Wednesday, August 07, 2019

70. Dinner at the Homesick Restaurant

I read Breathing Lessons by Anne Tyler with my book club in 2007, and it only got a 6.3 out of 10 (but they are a tough crowd, and I am always shocked at what they like and don't like). I remember I liked it OK, but it wasn't earth-shattering for me. 

This book was much better. It helped me to ponder my own journey with an abusive mother (something I am only now making more public 12 years after her death) and a father who couldn't be there all the time because he was 1) at work from 6:50am until 5:30pm five days a week and 2) in the garage working on things and with his friends from 5pm Friday night until 5pm Sunday night (our garage was a huge complex separated from our home by a backyard) only coming in for dinner. So, he did not see or hear most of the abuse. It never crossed my mind to tell him. When he was present, and she went off in anger about something trivial (one time is was about me saying, "It is so hot."), he did defend me and send my mother to her room (rather than me). When he found out he was dying of cancer when I was 25 years old, his first words were, "Who is going to protect you from your mother?" 

My mom was the girl scout leader and supported me in everything I did. She bought me expensive clothes (and forced me to say that I loved her when she did) and cooked me breakfast every single morning (even when I did not want her to do so when I got older). She was a good mom 90% of the time, but those 10% were not pretty. 



The mom in this book was a crazy monster 90% of the time and had 10% kindness (when she was making tea for some reason). It is interesting to see how each of the children handled their abuse. All three received it to some extent but the tender, compassionate one, Ezra, didn't receive it overtly (but I think his mother did passive-aggressively with him). In my family, my oldest half-brother (14 years my senior from my dad's previous marriage to an alcoholic crazy woman - hmm, do you see a pattern here for my dad?) and my older brother received no abuse. Nada. Nothing. I got it all when she went hysterical that 10% of the time. (I had a counselor think my mom had histrionic personality disorder but that doesn't quite fit because she did not have the "attention seeking" characteristics typical of that disorder.) 
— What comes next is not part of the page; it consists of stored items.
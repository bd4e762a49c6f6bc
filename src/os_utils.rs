//! Utilities pertaining to the filesystem
//!

use camino::Utf8Path;
use simple_error::{SimpleResult, bail};

/// Create a novel directory path if it does not exist already
///
/// If the directory already exists no operations are performed
///
/// * `label` - used to describe the error directory in an error message
///
pub fn create_dir_all(dir: &Utf8Path, label: &str) -> SimpleResult<()> {
    if dir.exists() && !dir.is_dir() {
        bail!("Can't create new {label} directory at '{dir}': path exists and is not a directory");
    }
    if !dir.is_dir() {
        if let Err(e) = std::fs::create_dir_all(dir) {
            bail!("Can't create new {label} directory at '{dir}': {e}");
        }
    }
    Ok(())
}

#[cfg(test)]
mod tests {
    use super::*;

    #[test]
    fn test_create_dir_all_on_file() {
        let filename = Utf8Path::new("./test_data/calls.tsv");
        assert!(create_dir_all(filename, "output").is_err());
    }
}
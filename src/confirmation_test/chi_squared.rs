use serde::Serialize;
use statrs::distribution::{ChiSquared, ContinuousCDF};

use super::ContingencyTable;

/// Pearson chi-squared test of independence for a 2x2 table
#[derive(Clone, Copy, Debug, PartialEq, Serialize)]
pub struct ChiSquaredTestResult {
    pub statistic: f64,
    pub p_value: f64,
    pub degrees_of_freedom: u32,

    /// Expected cell values under independence, in the same row-major layout as the table
    pub expected: [[f64; 2]; 2],
}

/// Chi-squared test of independence between assay and mutant status
///
/// # Arguments
/// * `yates_correction` - Reduce each absolute deviation by 0.5 (never below zero)
///
/// Returns an error description if any expected cell is zero.
///
pub fn chi_squared_test(
    table: &ContingencyTable,
    yates_correction: bool,
) -> Result<ChiSquaredTestResult, String> {
    let observed = [[table.a, table.b], [table.c, table.d]];
    let row_totals = [table.a + table.b, table.c + table.d];
    let col_totals = [table.a + table.c, table.b + table.d];
    let total = row_totals[0] + row_totals[1];

    let mut expected = [[0.0; 2]; 2];
    for (i, row_total) in row_totals.iter().enumerate() {
        for (j, col_total) in col_totals.iter().enumerate() {
            expected[i][j] = row_total * col_total / total;
        }
    }

    if expected.iter().flatten().any(|&x| !(x > 0.0)) {
        return Err(format!(
            "chi-squared test has a zero expected cell, expected table: {expected:?}"
        ));
    }

    let mut statistic = 0.0;
    for i in 0..2 {
        for j in 0..2 {
            let mut deviation = (observed[i][j] - expected[i][j]).abs();
            if yates_correction {
                deviation = (deviation - 0.5).max(0.0);
            }
            statistic += deviation * deviation / expected[i][j];
        }
    }

    let degrees_of_freedom = 1;
    let dist = ChiSquared::new(degrees_of_freedom as f64).map_err(|e| e.to_string())?;
    let p_value = dist.sf(statistic);

    Ok(ChiSquaredTestResult {
        statistic,
        p_value,
        degrees_of_freedom,
        expected,
    })
}
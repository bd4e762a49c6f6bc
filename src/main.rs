mod call_record;
mod cli;
mod confirmation_test;
mod errors;
mod gene_summary;
mod globals;
mod join;
mod logger;
mod molecule_counts;
mod normalize;
mod os_utils;
mod partition;
mod pipeline;
mod raw_table;
mod report_output;
mod review;
mod revision;
mod run_metadata;
mod run_stats;
mod sample_manifest;
mod summarize;
mod variant_summary;

use std::process;

use hhmmss::Hhmmss;
use log::{error, info};

use crate::cli::Commands;
use crate::errors::ReviewError;
use crate::globals::{PROGRAM_NAME, PROGRAM_VERSION};
use crate::logger::setup_output_dir_and_logger;
use crate::review::run_review_command;
use crate::summarize::run_summarize_command;

fn run(settings: &cli::Settings) -> Result<(), ReviewError> {
    info!("Starting {PROGRAM_NAME} {PROGRAM_VERSION}");
    info!(
        "cmdline: {}",
        std::env::args().collect::<Vec<_>>().join(" ")
    );
    info!("Running on {} threads", settings.shared.thread_count);

    let start = std::time::Instant::now();

    match &settings.command {
        Commands::Review(x) => {
            run_review_command(&settings.shared, x)?;
        }
        Commands::Summarize(x) => {
            run_summarize_command(x)?;
        }
    }

    info!(
        "{PROGRAM_NAME} completed. Total Runtime: {}",
        start.elapsed().hhmmssxxx()
    );
    Ok(())
}

fn main() {
    let settings = cli::validate_and_fix_settings(cli::parse_settings());

    // Setup logger, including creation of the output directory for the log file:
    setup_output_dir_and_logger(
        settings.get_output_dir(),
        settings.shared.clobber,
        settings.shared.debug,
    );

    if let Err(err) = run(&settings) {
        error!("{err}");
        process::exit(exitcode::DATAERR);
    }
}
My mom apologized to me when I was 25 years old because she found a cassette tape of a conflict that I had taped when she started to escalate. As a teen, I hid my Panasonic tape recorder behind our brown rocker in our living room and hit record when it started to go south. I forgot about it and had put it in a drawer, and she found it about ten years later and listened to the whole thing. She called me and said, "I was really mean to you when you were growing up, wasn't I?"  I said, "Yes," and forgave her. What is so weird about the taping is I never did it to have "proof" of her abuse but to see what I was doing wrong so I could learn how to not do it. (Enter a life-time addiction to people-pleasing and twisting myself like a pretzel so people will like me.) 

The apex of abuse occurred when she twisted my pinkie finger in anger until I could hear the bones breaking. She made me lie to the doctor about how it happened.  I never even thought about telling any adult or doctor about it. It was not until I was in counseling at age 30 when I was engaged to be married and my mother threatened to commit suicide because I mentioned that I was not going to have a receiving line in my wedding (and my aunt and uncle agreed that I was a disrespectful daughter and said, "And you call yourself a Christian" as they kicked me out of their house for it. Resulting in me making tearful apologies to every one for being so disrespectful). As the counselor dug deeper into my history with my mother, I casually mentioned that my mom had broken my finger in anger, and she said, "It is NEVER OK for a mother to break a child's finger." I had never even questioned this thinking if I weren't such a disrespectful daughter she would not have had to break it. A lightbulb went off. It is so obvious to me now, but I always thought it was my fault because of something I said that set her off. 

These kids did not think about telling anyone either. They just endured and learned to cope in their neurotic ways as adults. The point of view changes from the mother to the three children. So, you don't quite get that mom was abusive when you read her point of view, but it comes out through the children's narratives into their middle adult years.

This is an important book. I wish I could have read something like it when I was younger to give voice to the craziness that happened to me growing up. 

The happy part of my story is that I found a deep relationship with God through it. I had godly older women who mentored me. I received therapy, listening prayer, discipleship, spiritual direction, etc. It has all been good, and I have a sensitivity to abuse that has helped other people in abusive situations find wholeness because I have been comforted and made whole by God (2 Corinthians 2:1-3). I also married an incredibly, non-abusive, kind, generous man who comes from a very HEALTHY mom dynamic. I also did not pass abuse on to my children (as the daughter in the book did). 

 I ended up ushering my redeemed mom into heaven in the end, at total peace with her. So that was the happy ending that these children never got. That makes me sad.

This is way more than I intended to share, but I am glad that I read this book. It was more personal to me than I even realized.